WHAT NEEDS TO BE DONE:
Each line below either holds the string "coordinator" or doesn't. Count those that do and give only the number.

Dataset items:
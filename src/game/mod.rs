//! Game state modules

pub mod broadcast;
pub mod coordinator;
pub mod generator;
pub mod roster;
pub mod snapshot;
pub mod world;

pub use broadcast::BroadcastScheduler;
pub use coordinator::{GameCore, GameError, MoveError, MoveOutcome};
pub use generator::{MazeGenerator, RoomsAndCorridors};
pub use roster::Player;
pub use world::{GenerationError, GenerationOptions, Point, World, WorldStore};

#[cfg(test)]
pub(crate) mod testing {
    use super::generator::MazeGenerator;
    use super::world::{GenerationError, GenerationOptions, Maze, Room, WorldStore, CORRIDOR, WALL};
    use super::{GameCore, RoomsAndCorridors};

    /// 12x7 grid: room 2 at (1,1) 3x3, room 3 at (7,2) 4x3, joined by a corridor on row 2
    pub fn two_room_maze() -> Maze {
        let rooms = vec![Room::new(2, 1, 1, 3, 3), Room::new(3, 7, 2, 4, 3)];
        let mut grid = vec![vec![WALL; 12]; 7];
        for room in &rooms {
            for y in room.y..room.y + room.height {
                for x in room.x..room.x + room.width {
                    grid[y as usize][x as usize] = room.id;
                }
            }
        }
        for x in 4..7 {
            grid[2][x] = CORRIDOR;
        }
        Maze {
            grid,
            width: 12,
            height: 7,
            rooms,
        }
    }

    /// Returns the two-room maze for the first `n` calls, then a maze with a
    /// single room.
    pub struct ScriptedGenerator {
        remaining_ok: usize,
    }

    impl ScriptedGenerator {
        pub fn fail_after(n: usize) -> Self {
            Self { remaining_ok: n }
        }
    }

    impl MazeGenerator for ScriptedGenerator {
        fn generate(&mut self, _options: &GenerationOptions) -> Result<Maze, GenerationError> {
            let mut maze = two_room_maze();
            if self.remaining_ok == 0 {
                maze.rooms.truncate(1);
            } else {
                self.remaining_ok -= 1;
            }
            Ok(maze)
        }
    }

    pub fn core_with_seed(seed: u64) -> GameCore {
        let store = WorldStore::new(
            Box::new(RoomsAndCorridors::seeded(seed)),
            GenerationOptions::default(),
        )
        .expect("default options generate a world");
        GameCore::new(store)
    }
}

PROBLEM SOLUTION:
2